//! fuente.rs
//!
//! Lectura de los conjuntos (geocercas / zonas) desde su origen:
//! - SQL Server (tiberius sobre un TcpStream de tokio)
//! - CSV en un directorio, `<dir>/<conjunto>.csv`, para trabajar sin BD
//!
//! Cada columna se busca por nombre y se mapea a `FilaCoord`. Si la fuente falla
//! (BD caida, credenciales, columna que no existe) se devuelve el error: aqui no
//! se esconde nada, eso solo lo hace la limpieza de coordenadas.

use std::path::{Path, PathBuf};

use tiberius::{AuthMethod, Client, ColumnData, Config};
use tokio::net::TcpStream;
use tokio_util::compat::TokioAsyncWriteCompatExt;
use tracing::{debug, info};

use crate::errors::FuenteError;
use crate::limpieza::limpiar_filas;
use crate::types::{AppCfg, Columnas, Conjunto, Conjuntos, FilaCoord, FilaLimpia, SqlServerCfg, TipoFuente};

/// Geocercas: un registro por vertice, agrupado por `geofence_name`. Sin color.
pub fn conjunto_geocercas(prefijo: &str) -> Conjunto {
    Conjunto {
        nombre: "geocercas".into(),
        sql: format!(
            "SELECT g.id_geofence, g.geofence_name, gc.lat, gc.lng \
             FROM {prefijo}.tbl_geofences AS g \
             JOIN {prefijo}.tbl_geofences_coordinates AS gc ON gc.geofence = g.id_geofence"
        ),
        columnas: Columnas { clave: "geofence_name".into(), lat: "lat".into(), lng: "lng".into(), color: None },
    }
}

/// Zonas: un registro por vertice con `zona_color` repetido en cada fila.
pub fn conjunto_zonas(prefijo: &str) -> Conjunto {
    Conjunto {
        nombre: "zonas".into(),
        sql: format!(
            "SELECT z.zona_name, z.zona_color, zc.lat, zc.lng \
             FROM {prefijo}.tbl_zonas AS z \
             JOIN {prefijo}.tbl_zonas_coordinates AS zc ON z.id_zona = zc.zona"
        ),
        columnas: Columnas {
            clave: "zona_name".into(),
            lat: "lat".into(),
            lng: "lng".into(),
            color: Some("zona_color".into()),
        },
    }
}

pub fn conjuntos_default(prefijo: &str) -> Conjuntos {
    Conjuntos { geocercas: conjunto_geocercas(prefijo), zonas: conjunto_zonas(prefijo) }
}

#[derive(Clone, Debug)]
pub enum Fuente {
    SqlServer(SqlServerCfg),
    Csv { dir: PathBuf },
}

impl Fuente {
    pub fn from_cfg(cfg: &AppCfg) -> Self {
        match cfg.fuente {
            TipoFuente::SqlServer => Fuente::SqlServer(cfg.db.clone()),
            TipoFuente::Csv => Fuente::Csv { dir: PathBuf::from(&cfg.csv_dir) },
        }
    }

    /// Para logs (sin password).
    pub fn describir(&self) -> String {
        match self {
            Fuente::SqlServer(c) => format!("sqlserver://{}@{}:{}/{}", c.username, c.server, c.port, c.database),
            Fuente::Csv { dir } => format!("csv:{}", dir.display()),
        }
    }

    /// Filas crudas tal como vienen del origen.
    pub async fn leer(&self, conjunto: &Conjunto) -> Result<Vec<FilaCoord>, FuenteError> {
        match self {
            Fuente::SqlServer(cfg) => leer_sqlserver(cfg, conjunto).await,
            Fuente::Csv { dir } => leer_csv(dir, conjunto),
        }
    }

    /// Lee y limpia: solo quedan filas con lat/lng numericas.
    pub async fn cargar(&self, conjunto: &Conjunto) -> Result<Vec<FilaLimpia>, FuenteError> {
        let crudas = self.leer(conjunto).await?;
        let n_crudas = crudas.len();
        let limpias = limpiar_filas(crudas);
        info!(
            "{}: {} filas leidas, {} validas ({} descartadas)",
            conjunto.nombre,
            n_crudas,
            limpias.len(),
            n_crudas - limpias.len()
        );
        Ok(limpias)
    }
}

fn posicion(nombres: &[&str], columna: &str, conjunto: &Conjunto) -> Result<usize, FuenteError> {
    nombres
        .iter()
        .position(|n| n.trim().eq_ignore_ascii_case(columna))
        .ok_or_else(|| FuenteError::ColumnaFaltante { conjunto: conjunto.nombre.clone(), columna: columna.to_string() })
}

/// Indices (clave, lat, lng, color?) dentro de una cabecera.
fn indices(nombres: &[&str], conjunto: &Conjunto) -> Result<(usize, usize, usize, Option<usize>), FuenteError> {
    let c = &conjunto.columnas;
    let i_color = c.color.as_deref().map(|col| posicion(nombres, col, conjunto)).transpose()?;
    Ok((
        posicion(nombres, &c.clave, conjunto)?,
        posicion(nombres, &c.lat, conjunto)?,
        posicion(nombres, &c.lng, conjunto)?,
        i_color,
    ))
}

// -------------------------------
// SQL Server
// -------------------------------

async fn leer_sqlserver(cfg: &SqlServerCfg, conjunto: &Conjunto) -> Result<Vec<FilaCoord>, FuenteError> {
    let mut config = Config::new();
    config.host(&cfg.server);
    config.port(cfg.port);
    if !cfg.database.is_empty() {
        config.database(&cfg.database);
    }
    config.authentication(AuthMethod::sql_server(&cfg.username, &cfg.password));
    if cfg.trust_cert {
        config.trust_cert();
    }

    let tcp = TcpStream::connect(config.get_addr()).await?;
    tcp.set_nodelay(true)?;
    let mut client = Client::connect(config, tcp.compat_write()).await?;

    debug!("consulta {}: {}", conjunto.nombre, conjunto.sql);
    let rows = client.simple_query(conjunto.sql.as_str()).await?.into_first_result().await?;
    let Some(primera) = rows.first() else { return Ok(Vec::new()) };
    let nombres: Vec<&str> = primera.columns().iter().map(|c| c.name()).collect();
    let (i_clave, i_lat, i_lng, i_color) = indices(&nombres, conjunto)?;

    let mut out = Vec::with_capacity(rows.len());
    let mut sin_clave = 0usize;
    for row in rows {
        let celdas: Vec<ColumnData<'static>> = row.into_iter().collect();
        // sin clave la fila se queda: no forma poligono pero entra en el centro
        let clave = celdas.get(i_clave).and_then(celda_texto);
        sin_clave += usize::from(clave.is_none());
        out.push(FilaCoord {
            clave,
            lat: celdas.get(i_lat).and_then(celda_texto),
            lng: celdas.get(i_lng).and_then(celda_texto),
            color: i_color.and_then(|i| celdas.get(i)).and_then(celda_color),
        });
    }
    if sin_clave > 0 {
        debug!("{}: {} filas sin clave", conjunto.nombre, sin_clave);
    }
    Ok(out)
}

/// Texto de una celda; los numericos se pasan a texto para que la limpieza los trate igual.
fn celda_texto(dato: &ColumnData<'_>) -> Option<String> {
    match dato {
        ColumnData::String(s) => s.as_ref().map(|s| s.to_string()),
        ColumnData::F64(v) => v.as_ref().map(|x| x.to_string()),
        ColumnData::F32(v) => v.as_ref().map(|x| x.to_string()),
        ColumnData::I64(v) => v.as_ref().map(|x| x.to_string()),
        ColumnData::I32(v) => v.as_ref().map(|x| x.to_string()),
        ColumnData::I16(v) => v.as_ref().map(|x| x.to_string()),
        ColumnData::U8(v) => v.as_ref().map(|x| x.to_string()),
        ColumnData::Numeric(v) => v.as_ref().map(|x| x.to_string()),
        _ => None,
    }
}

/// El color solo cuenta si es texto.
fn celda_color(dato: &ColumnData<'_>) -> Option<String> {
    match dato {
        ColumnData::String(s) => s.as_ref().map(|s| s.to_string()),
        _ => None,
    }
}

// -------------------------------
// CSV
// -------------------------------

fn leer_csv(dir: &Path, conjunto: &Conjunto) -> Result<Vec<FilaCoord>, FuenteError> {
    let path = dir.join(format!("{}.csv", conjunto.nombre));
    let mut rdr = csv::ReaderBuilder::new().has_headers(true).flexible(true).from_path(&path)?;
    let headers = rdr.headers()?.clone();
    let nombres: Vec<&str> = headers.iter().collect();
    let (i_clave, i_lat, i_lng, i_color) = indices(&nombres, conjunto)?;

    let mut out = Vec::new();
    for rec in rdr.records() {
        let rec = rec?;
        let campo = |i: usize| rec.get(i).filter(|s| !s.is_empty()).map(str::to_string);
        out.push(FilaCoord {
            clave: Some(rec.get(i_clave).unwrap_or_default().to_string()),
            lat: campo(i_lat),
            lng: campo(i_lng),
            color: i_color.and_then(campo),
        });
    }
    Ok(out)
}
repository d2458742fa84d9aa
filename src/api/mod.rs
pub mod endpoints;
pub mod error;
pub mod gateway;
pub mod wire;

pub use error::{ApiError, ErrorCode};
pub use gateway::{Gateway, HttpGateway};
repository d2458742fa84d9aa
pub mod commands;
pub mod handlers;
pub mod output;
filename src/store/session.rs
use tracing::warn;

use crate::api::endpoints;
use crate::api::gateway::Gateway;
use crate::model::session::{SessionState, User};

/// Owns authentication state for the process.
///
/// The startup probe runs once; after that the state is trusted until
/// explicitly changed by a login flow or a logout.
#[derive(Debug)]
pub struct SessionManager {
    state: SessionState,
    /// Diagnostic record of the last probe failure; never shown to the user
    last_error: Option<String>,
}

impl SessionManager {
    pub fn new() -> Self {
        SessionManager {
            state: SessionState::Unauthenticated,
            last_error: None,
        }
    }

    /// The "optionally logged in" probe: ask the server who we are.
    ///
    /// A 401/403 means "not signed in" and lands in `Unauthenticated`;
    /// any other failure lands in `Failed` with the cause recorded. Neither
    /// is surfaced as a hard error — downstream UI just renders logged-out.
    pub async fn initialize(&mut self, gateway: &dyn Gateway) {
        self.state = SessionState::Loading;
        match endpoints::current_user(gateway).await {
            Ok(user) => {
                self.state = SessionState::Authenticated(user);
                self.last_error = None;
            }
            Err(e) if e.is_auth_rejection() => {
                warn!("session probe rejected: {e}");
                self.state = SessionState::Unauthenticated;
                self.last_error = Some(e.to_string());
            }
            Err(e) => {
                warn!("session probe failed: {e}");
                self.state = SessionState::Failed;
                self.last_error = Some(e.to_string());
            }
        }
    }

    /// Explicit override used right after a login/registration flow
    /// succeeds; bypasses the network probe.
    pub fn set_authenticated(&mut self, user: User, is_authenticated: bool) {
        self.state = if is_authenticated {
            SessionState::Authenticated(user)
        } else {
            SessionState::Unauthenticated
        };
    }

    /// Tear the session down to signed-out.
    pub fn log_out(&mut self) {
        self.state = SessionState::Unauthenticated;
    }

    pub fn state(&self) -> &SessionState {
        &self.state
    }

    pub fn user(&self) -> Option<&User> {
        self.state.user()
    }

    pub fn is_authenticated(&self) -> bool {
        self.state.is_authenticated()
    }

    pub fn is_loading(&self) -> bool {
        self.state.is_loading()
    }

    pub fn last_error(&self) -> Option<&str> {
        self.last_error.as_deref()
    }
}

impl Default for SessionManager {
    fn default() -> Self {
        Self::new()
    }
}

++++++++

When a line in the listing includes the word "solo", report that line in full.

//! se esconde nada, eso solo lo hace la limpieza de coordenadas.
    /// Lee y limpia: solo quedan filas con lat/lng numericas.
/// El color solo cuenta si es texto.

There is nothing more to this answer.